I arrived, armed with a file of poems and was told at the door that there wasn’t any open mic that night because it was a special event featuring the well-known poet John Agard, last year’s winner of the Queen’s Gold Medal for Poetry. I was about to run away and hide but the organisers felt sorry for me and said they would try to find a slot for me to read. So what would have been nerve-wracking enough anyway now became a moment of terror as I realized that I was being thrown into such distinguished company. I survived and my stammer behaved as it now always does when I read poetry. I also learnt a lot from seeing John Agard’s dramatic delivery style. As I sat listening to his funny and furious poems, I thought I have to try and make my readings performances in some way even if I can never match his unique delivery.
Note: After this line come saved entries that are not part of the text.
//! Named element references collected from `ref` attributes.

use indexmap::IndexMap;

use crate::dom::NodeId;

/// One ref: a single element, or every element sharing the name.
#[derive(Debug, Clone, PartialEq, Eq)]
pub enum Ref {
    One(NodeId),
    Many(Vec<NodeId>),
}

/// Ref mapping, in first-seen order. Fixed once construction finishes.
#[derive(Debug, Clone, Default, PartialEq, Eq)]
pub struct Refs {
    entries: IndexMap<String, Ref>,
}

impl Refs {
    /// Record `node` under a raw `ref` attribute value.
    ///
    /// `[name]` forces list semantics; a repeated name turns into a list.
    pub(crate) fn insert(&mut self, raw: &str, node: NodeId) {
        let forced = raw.contains('[');
        let name: String = raw.chars().filter(|c| !matches!(c, '[' | ']')).collect();
        match self.entries.get_mut(&name) {
            Some(Ref::Many(nodes)) => nodes.push(node),
            Some(entry) => {
                if let Ref::One(first) = *entry {
                    *entry = Ref::Many(vec![first, node]);
                }
            }
            None => {
                let entry = if forced { Ref::Many(vec![node]) } else { Ref::One(node) };
                self.entries.insert(name, entry);
            }
        }
    }

    pub fn get(&self, name: &str) -> Option<&Ref> {
        self.entries.get(name)
    }

    /// The element for a single ref (first element for a list).
    pub fn one(&self, name: &str) -> Option<NodeId> {
        match self.entries.get(name)? {
            Ref::One(node) => Some(*node),
            Ref::Many(nodes) => nodes.first().copied(),
        }
    }

    /// Every element for `name`; empty if unknown.
    pub fn many(&self, name: &str) -> Vec<NodeId> {
        match self.entries.get(name) {
            Some(Ref::One(node)) => vec![*node],
            Some(Ref::Many(nodes)) => nodes.clone(),
            None => Vec::new(),
        }
    }

    pub fn names(&self) -> impl Iterator<Item = &str> {
        self.entries.keys().map(String::as_str)
    }

    pub fn len(&self) -> usize {
        self.entries.len()
    }

    pub fn is_empty(&self) -> bool {
        self.entries.is_empty()
    }
}

#[cfg(test)]
mod tests {
    use super::*;

    #[test]
    fn test_repeated_names_become_lists() {
        let mut refs = Refs::default();
        refs.insert("items", NodeId(1));
        refs.insert("label", NodeId(2));
        refs.insert("items", NodeId(3));
        refs.insert("items", NodeId(4));
        assert_eq!(refs.get("items"), Some(&Ref::Many(vec![NodeId(1), NodeId(3), NodeId(4)])));
        assert_eq!(refs.get("label"), Some(&Ref::One(NodeId(2))));
        assert_eq!(refs.names().collect::<Vec<_>>(), vec!["items", "label"]);
    }

    #[test]
    fn test_forced_list() {
        let mut refs = Refs::default();
        refs.insert("[items]", NodeId(7));
        assert_eq!(refs.get("items"), Some(&Ref::Many(vec![NodeId(7)])));
        assert_eq!(refs.one("items"), Some(NodeId(7)));
        assert_eq!(refs.many("missing"), Vec::<NodeId>::new());
    }
}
So thank you Lewes Poetry for giving me the chance and for making it such a memorable one too. If you’re anywhere near Lewes tonight, come along and celebrate a great Lewes event.

Last night was another performance moment in my family and I was in Brighton for the debut gig of Adam Bell’s new band Octopuses. His old band, Foxes! is hibernating for a while but Octopuses opened a new chapter in Adam’s musical life with songs that are more thrustingly masculine but was also wryly humourous and witty, dramatic, studiedly self-concious and, yes, wiser about life. I was very proud of him and his musical colleagues.